Characterization of new DsbB-like thioloxidoreductases of Campylobacter jejuni and Helicobacter pylori and classification of the DsbB family based on phylogenomic, structural and functional criteria

In Gram-negative bacterial cells, disulfide bond formation occurs in the oxidative environment of the periplasm and is catalysed by Dsb (disulfide bond) proteins found in the periplasm and in the inner membrane. In this report the identification of a new subfamily of disulfide oxidoreductases encoded by a gene denoted dsbl, and functional characterization of Dsbl proteins from Campylobacterjejuni and Helicobacter pylori, as well as DsbB from C. jejuni, are described.
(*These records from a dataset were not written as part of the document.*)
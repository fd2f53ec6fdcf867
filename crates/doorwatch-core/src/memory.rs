//! In-memory collaborators.
//!
//! Used by tests and by dry runs that must not touch persistent state.

use crate::ports::{
    AttendanceLedger, DetectionStore, DirectoryEntry, EncodingUpsert, EventLog, IdentityDirectory,
    MismatchSink, ServiceError, SubmitReceipt,
};
use crate::types::{AttendanceRecord, DetectionEvent, IdentityId, MismatchRecord};
use chrono::{DateTime, Utc};
use std::sync::{Mutex, MutexGuard};
use uuid::Uuid;

fn lock<T>(m: &Mutex<T>) -> MutexGuard<'_, T> {
    m.lock().unwrap_or_else(|poisoned| poisoned.into_inner())
}

fn offline(service: &'static str) -> ServiceError {
    ServiceError::Connectivity {
        service,
        message: "offline".into(),
    }
}

#[derive(Debug, Clone)]
struct DirectoryRow {
    id: IdentityId,
    name: String,
    encoding: Option<String>,
    image: Option<Vec<u8>>,
}

#[derive(Debug, Default)]
struct DirectoryState {
    rows: Vec<DirectoryRow>,
    offline: bool,
    register_calls: usize,
}

/// Directory holding identities in a vector (duplicates allowed, as a broken server might send).
#[derive(Debug, Default)]
pub struct MemoryDirectory {
    state: Mutex<DirectoryState>,
}

impl MemoryDirectory {
    pub fn new() -> Self {
        Self::default()
    }

    /// Add an identity without an encoding.
    pub fn add_identity(&self, id: IdentityId, name: &str) {
        self.insert_raw(id, name, None);
    }

    /// Add a row with an arbitrary serialized encoding.
    pub fn insert_raw(&self, id: IdentityId, name: &str, encoding: Option<&str>) {
        lock(&self.state).rows.push(DirectoryRow {
            id,
            name: name.to_string(),
            encoding: encoding.map(str::to_string),
            image: None,
        });
    }

    pub fn set_offline(&self, offline: bool) {
        lock(&self.state).offline = offline;
    }

    pub fn register_calls(&self) -> usize {
        lock(&self.state).register_calls
    }

    /// Reference image stored for `id` by the last registration.
    pub fn image(&self, id: IdentityId) -> Option<Vec<u8>> {
        lock(&self.state)
            .rows
            .iter()
            .find(|r| r.id == id)
            .and_then(|r| r.image.clone())
    }
}

impl IdentityDirectory for MemoryDirectory {
    fn fetch_known_identities(&self) -> Result<Vec<DirectoryEntry>, ServiceError> {
        let state = lock(&self.state);
        if state.offline {
            return Err(offline("directory"));
        }
        Ok(state
            .rows
            .iter()
            .filter(|r| r.encoding.is_some())
            .map(|r| DirectoryEntry {
                id: r.id,
                name: r.name.clone(),
                encoding: r.encoding.clone(),
            })
            .collect())
    }

    fn register(&self, upsert: &EncodingUpsert) -> Result<String, ServiceError> {
        let mut state = lock(&self.state);
        state.register_calls += 1;
        if state.offline {
            return Err(offline("directory"));
        }
        let row = state
            .rows
            .iter_mut()
            .find(|r| r.id == upsert.identity)
            .ok_or_else(|| ServiceError::Rejected {
                service: "directory",
                message: "Employee not found".into(),
            })?;
        row.encoding = Some(upsert.encoding.clone());
        if upsert.image.is_some() {
            row.image = upsert.image.clone();
        }
        Ok(row.name.clone())
    }
}

#[derive(Debug, Default)]
struct EventLogState {
    events: Vec<DetectionEvent>,
    fail_next: usize,
    offline: bool,
    next_id: i64,
}

/// Event log that keeps accepted events; also serves them back as a [`DetectionStore`].
#[derive(Debug, Default)]
pub struct MemoryEventLog {
    state: Mutex<EventLogState>,
}

impl MemoryEventLog {
    pub fn new() -> Self {
        Self::default()
    }

    /// Reject the next `n` submissions with a connectivity error.
    pub fn fail_next(&self, n: usize) {
        lock(&self.state).fail_next = n;
    }

    pub fn set_offline(&self, offline: bool) {
        lock(&self.state).offline = offline;
    }

    /// Store an event directly, bypassing submission.
    pub fn push(&self, event: DetectionEvent) {
        lock(&self.state).events.push(event);
    }

    pub fn events(&self) -> Vec<DetectionEvent> {
        lock(&self.state).events.clone()
    }
}

impl EventLog for MemoryEventLog {
    fn submit(&self, event: &DetectionEvent) -> Result<SubmitReceipt, ServiceError> {
        let mut state = lock(&self.state);
        if state.offline {
            return Err(offline("event log"));
        }
        if state.fail_next > 0 {
            state.fail_next -= 1;
            return Err(offline("event log"));
        }
        state.next_id += 1;
        state.events.push(event.clone());
        Ok(SubmitReceipt {
            event_id: state.next_id,
            identity_name: event
                .identity_name
                .clone()
                .unwrap_or_else(|| event.identity.to_string()),
        })
    }
}

impl DetectionStore for MemoryEventLog {
    fn detections_between(
        &self,
        from: DateTime<Utc>,
        to: DateTime<Utc>,
        identities: Option<&[IdentityId]>,
    ) -> Result<Vec<DetectionEvent>, ServiceError> {
        let state = lock(&self.state);
        if state.offline {
            return Err(offline("event log"));
        }
        Ok(state
            .events
            .iter()
            .filter(|e| e.timestamp >= from && e.timestamp <= to)
            .filter(|e| identities.map_or(true, |ids| ids.contains(&e.identity)))
            .cloned()
            .collect())
    }
}

#[derive(Debug, Default)]
struct LedgerState {
    records: Vec<AttendanceRecord>,
    offline: bool,
    queries: usize,
}

#[derive(Debug, Default)]
pub struct MemoryLedger {
    state: Mutex<LedgerState>,
}

impl MemoryLedger {
    pub fn new() -> Self {
        Self::default()
    }

    pub fn push(&self, record: AttendanceRecord) {
        lock(&self.state).records.push(record);
    }

    pub fn set_offline(&self, offline: bool) {
        lock(&self.state).offline = offline;
    }

    /// Number of `records_near` calls served.
    pub fn queries(&self) -> usize {
        lock(&self.state).queries
    }
}

impl AttendanceLedger for MemoryLedger {
    fn records_near(
        &self,
        identity: IdentityId,
        start: DateTime<Utc>,
        end: DateTime<Utc>,
    ) -> Result<Vec<AttendanceRecord>, ServiceError> {
        let mut state = lock(&self.state);
        if state.offline {
            return Err(offline("ledger"));
        }
        state.queries += 1;
        Ok(state
            .records
            .iter()
            .filter(|r| r.identity == identity && r.touches(start, end))
            .cloned()
            .collect())
    }
}

/// Mismatch sink that keeps only the latest run in memory.
#[derive(Debug, Default)]
pub struct MemoryMismatchSink {
    pub run_id: Option<Uuid>,
    pub records: Vec<MismatchRecord>,
    pub writes: usize,
}

impl MemoryMismatchSink {
    pub fn new() -> Self {
        Self::default()
    }
}

impl MismatchSink for MemoryMismatchSink {
    fn replace_all(
        &mut self,
        run_id: Uuid,
        records: &[MismatchRecord],
    ) -> Result<(), ServiceError> {
        self.run_id = Some(run_id);
        self.records = records.to_vec();
        self.writes += 1;
        Ok(())
    }
}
The N-terminal domain of Dsbl is related to DsbB proteins and comprises five predicted transmembrane segments, while the C-terminal domain is predicted to locate to the periplasm and to fold into a beta-propeller structure. The dsbl gene is co-transcribed with a small ORF designated dba (dsbl-accessory). Based on a series of deletion and complementation experiments it is proposed that DsbB can complement the lack of Dsbl but not the converse. In the presence of DsbB, the activity of Dsbl was undetectable, hence it probably acts only on a subset of possible substrates of DsbB. To reconstruct the principal events in the evolution of DsbB and Dsbl proteins, sequences of all their homologues identifiable in databases were analysed. In the course of this study, previously undetected variations on the common thiol-oxidoreductase theme were identified, such as development of an additional transmembrane helix and loss or migration of the second pair of Cys residues between two distinct periplasmic loops. In conjunction with the experimental characterization of two members of the Dsbl lineage, this analysis has resulted in the first comprehensive classification of the DsbB/Dsbl family based on structural, functional and evolutionary criteria.